That makes me thing there is some state being set in the PubSub object that puts it in a faulted state until it's recreated. Sorry, I don't have the time right now to dig into that assertion any further.
@Redgwell thank you this is very thorough, and gives us a good starting point for debugging.

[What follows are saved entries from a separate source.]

//! Configuration module for serial-sharer.
//!
//! This module provides TOML-based configuration with environment variable overrides.
//!
//! # Configuration Resolution
//!
//! Configuration is loaded from the following locations (in order of priority):
//!
//! 1. `SERIAL_SHARER_CONFIG` environment variable (explicit path)
//! 2. `./serial-sharer.toml` (current directory)
//! 3. `serial-sharer/serial-sharer.toml` in the platform config directory
//! 4. Built-in defaults (no file required)
//!
//! Command-line flags are applied on top by the binary.
//!
//! # Example file
//!
//! ```toml
//! [shared]
//! device = "/dev/ttyUSB0"
//!
//! [controllers]
//! devices = ["/dev/ttyUSB1", "/dev/ttyUSB2"]
//!
//! [link]
//! baud_rate = 57600
//! read_timeout_ms = 1000
//!
//! [arbiter]
//! backoff_ms = 100
//! ```

mod error;
mod loader;
mod schema;

pub use error::{ConfigError, ConfigResult};
pub use loader::{
    get_default_config_dir, get_default_config_path, resolve_config_path, ConfigLoader,
};
pub use schema::{
    ArbiterConfig, Config, ControllersConfig, LinkConfig, LogFormat, LoggingConfig, SharedConfig,
};
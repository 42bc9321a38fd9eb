//! Cooperative shutdown flag shared by the supervisor and every session.

use parking_lot::{Condvar, Mutex};
use std::sync::Arc;
use std::time::{Duration, Instant};

/// Cloneable shutdown signal.
///
/// Once triggered it stays triggered. Sleepers wake immediately.
#[derive(Debug, Clone, Default)]
pub struct Shutdown {
    inner: Arc<(Mutex<bool>, Condvar)>,
}

impl Shutdown {
    pub fn new() -> Self {
        Self::default()
    }

    /// Request shutdown and wake every sleeper.
    pub fn trigger(&self) {
        let (flag, wake) = &*self.inner;
        *flag.lock() = true;
        wake.notify_all();
    }

    pub fn is_triggered(&self) -> bool {
        *self.inner.0.lock()
    }

    /// Sleep for `duration` or until shutdown is triggered.
    ///
    /// Returns `true` if shutdown was triggered.
    pub fn sleep(&self, duration: Duration) -> bool {
        let deadline = Instant::now() + duration;
        let (flag, wake) = &*self.inner;
        let mut triggered = flag.lock();
        while !*triggered {
            if wake.wait_until(&mut triggered, deadline).timed_out() {
                break;
            }
        }
        *triggered
    }
}
//! Configuration schema definitions.
//!
//! This module defines the structure of the configuration file using serde.
//! All configuration sections are defined here with appropriate defaults.

use super::error::{ConfigError, ConfigResult};
use crate::link::LinkSettings;
use crate::session::SessionSettings;
use crate::supervisor::SupervisorSettings;
use serde::{Deserialize, Serialize};
use std::collections::HashSet;
use std::time::Duration;

/// Root configuration structure.
#[derive(Debug, Clone, Default, PartialEq, Serialize, Deserialize)]
#[serde(default)]
pub struct Config {
    /// The shared downstream device
    pub shared: SharedConfig,
    /// The upstream controller devices
    pub controllers: ControllersConfig,
    /// Serial parameters applied to every link
    pub link: LinkConfig,
    /// Slot arbitration
    pub arbiter: ArbiterConfig,
    /// Logging configuration
    pub logging: LoggingConfig,
}

impl Config {
    /// Check the configuration is complete and consistent.
    pub fn validate(&self) -> ConfigResult<()> {
        let shared = self.shared_device()?;

        if self.controllers.devices.is_empty() {
            return Err(ConfigError::Missing(
                "at least one controller device".to_string(),
            ));
        }

        let mut seen = HashSet::new();
        seen.insert(shared);
        for device in &self.controllers.devices {
            if device.trim().is_empty() {
                return Err(ConfigError::invalid("controllers.devices", "empty device name"));
            }
            if !seen.insert(device.as_str()) {
                return Err(ConfigError::invalid(
                    "controllers.devices",
                    format!("device '{device}' is listed more than once"),
                ));
            }
        }

        let link = &self.link;
        for (key, value) in [
            ("link.baud_rate", u64::from(link.baud_rate)),
            ("link.rx_buffer_size", link.rx_buffer_size as u64),
            ("link.tx_buffer_size", link.tx_buffer_size as u64),
            ("link.read_timeout_ms", link.read_timeout_ms),
            ("link.poll_interval_ms", link.poll_interval_ms),
            ("arbiter.backoff_ms", self.arbiter.backoff_ms),
        ] {
            if value == 0 {
                return Err(ConfigError::invalid(key, "must be greater than zero"));
            }
        }
        if link.reply_timeout_ms == Some(0) {
            return Err(ConfigError::invalid(
                "link.reply_timeout_ms",
                "must be greater than zero",
            ));
        }
        if link.line_ending.is_empty() {
            return Err(ConfigError::invalid("link.line_ending", "must not be empty"));
        }

        Ok(())
    }

    /// The shared device name, which has no default.
    pub fn shared_device(&self) -> ConfigResult<&str> {
        match self.shared.device.as_deref() {
            Some(device) if !device.trim().is_empty() => Ok(device),
            _ => Err(ConfigError::Missing("shared.device".to_string())),
        }
    }

    /// Parameters for opening every link.
    pub fn link_settings(&self) -> LinkSettings {
        LinkSettings {
            baud_rate: self.link.baud_rate,
            rx_buffer_size: self.link.rx_buffer_size,
            tx_buffer_size: self.link.tx_buffer_size,
            line_ending: self.link.line_ending.clone(),
        }
    }

    /// Timing for the supervisor and its sessions.
    pub fn supervisor_settings(&self) -> SupervisorSettings {
        SupervisorSettings {
            session: SessionSettings {
                request_timeout: self.link.read_timeout(),
                reply_timeout: self.link.reply_timeout(),
                backoff: self.arbiter.backoff(),
                poll_interval: self.link.poll_interval(),
            },
            handoff_window: self.arbiter.handoff_window(),
            stop_on_shared_fault: self.arbiter.stop_on_shared_fault,
        }
    }
}

/// Shared device section.
#[derive(Debug, Clone, Default, PartialEq, Serialize, Deserialize)]
#[serde(default)]
pub struct SharedConfig {
    /// Device path, e.g. "/dev/ttyUSB0" or "COM1"
    pub device: Option<String>,
}

/// Controller devices section.
#[derive(Debug, Clone, Default, PartialEq, Serialize, Deserialize)]
#[serde(default)]
pub struct ControllersConfig {
    /// Device paths, in controller id order
    pub devices: Vec<String>,
}

/// Serial link section.
#[derive(Debug, Clone, PartialEq, Serialize, Deserialize)]
#[serde(default)]
pub struct LinkConfig {
    pub baud_rate: u32,
    /// Longest accepted line
    pub rx_buffer_size: usize,
    /// Capacity hint for assembling outgoing lines
    pub tx_buffer_size: usize,
    /// How long a slot holder waits for its controller's request
    pub read_timeout_ms: u64,
    /// How long to wait for the shared device's reply; defaults to `read_timeout_ms`
    #[serde(skip_serializing_if = "Option::is_none")]
    pub reply_timeout_ms: Option<u64>,
    /// Appended to every forwarded line
    pub line_ending: String,
    /// Longest single blocking read
    pub poll_interval_ms: u64,
}

impl Default for LinkConfig {
    fn default() -> Self {
        let settings = LinkSettings::default();
        Self {
            baud_rate: settings.baud_rate,
            rx_buffer_size: settings.rx_buffer_size,
            tx_buffer_size: settings.tx_buffer_size,
            read_timeout_ms: 1000,
            reply_timeout_ms: None,
            line_ending: settings.line_ending,
            poll_interval_ms: 50,
        }
    }
}

impl LinkConfig {
    pub fn read_timeout(&self) -> Duration {
        Duration::from_millis(self.read_timeout_ms)
    }

    pub fn reply_timeout(&self) -> Duration {
        Duration::from_millis(self.reply_timeout_ms.unwrap_or(self.read_timeout_ms))
    }

    pub fn poll_interval(&self) -> Duration {
        Duration::from_millis(self.poll_interval_ms)
    }
}

/// Arbitration section.
#[derive(Debug, Clone, PartialEq, Serialize, Deserialize)]
#[serde(default)]
pub struct ArbiterConfig {
    /// Pause after a refused acquisition
    pub backoff_ms: u64,
    /// Yield period after a contended release; defaults to twice the backoff, 0 disables
    #[serde(skip_serializing_if = "Option::is_none")]
    pub handoff_window_ms: Option<u64>,
    /// Stop everything when the shared device faults
    pub stop_on_shared_fault: bool,
}

impl Default for ArbiterConfig {
    fn default() -> Self {
        Self {
            backoff_ms: 100,
            handoff_window_ms: None,
            stop_on_shared_fault: true,
        }
    }
}

impl ArbiterConfig {
    pub fn backoff(&self) -> Duration {
        Duration::from_millis(self.backoff_ms)
    }

    pub fn handoff_window(&self) -> Duration {
        self.handoff_window_ms
            .map(Duration::from_millis)
            .unwrap_or_else(|| self.backoff() * 2)
    }
}

/// Logging configuration section.
#[derive(Debug, Clone, PartialEq, Serialize, Deserialize)]
#[serde(default)]
pub struct LoggingConfig {
    /// Log level or filter directive; `RUST_LOG` takes precedence
    pub level: String,
    /// Log format: "json", "pretty", "compact"
    pub format: LogFormat,
}

impl Default for LoggingConfig {
    fn default() -> Self {
        Self {
            level: "info".to_string(),
            format: LogFormat::Pretty,
        }
    }
}

/// Log output format.
#[derive(Debug, Clone, Copy, Default, PartialEq, Eq, Serialize, Deserialize, clap::ValueEnum)]
#[serde(rename_all = "lowercase")]
pub enum LogFormat {
    /// JSON format
    Json,
    /// Pretty format with colors
    #[default]
    Pretty,
    /// Compact format
    Compact,
}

@Redgwell, could I bother you to test with @grpc/grpc-js@0.6.8
, if you delete your node_modules
and package-lock.json
, and run npm install @google-cloud/pubsub
, you should get it now. (you can run npm ls
post install to confirm).
We believe we've potentially addressed the bug requiring you to resubscribe.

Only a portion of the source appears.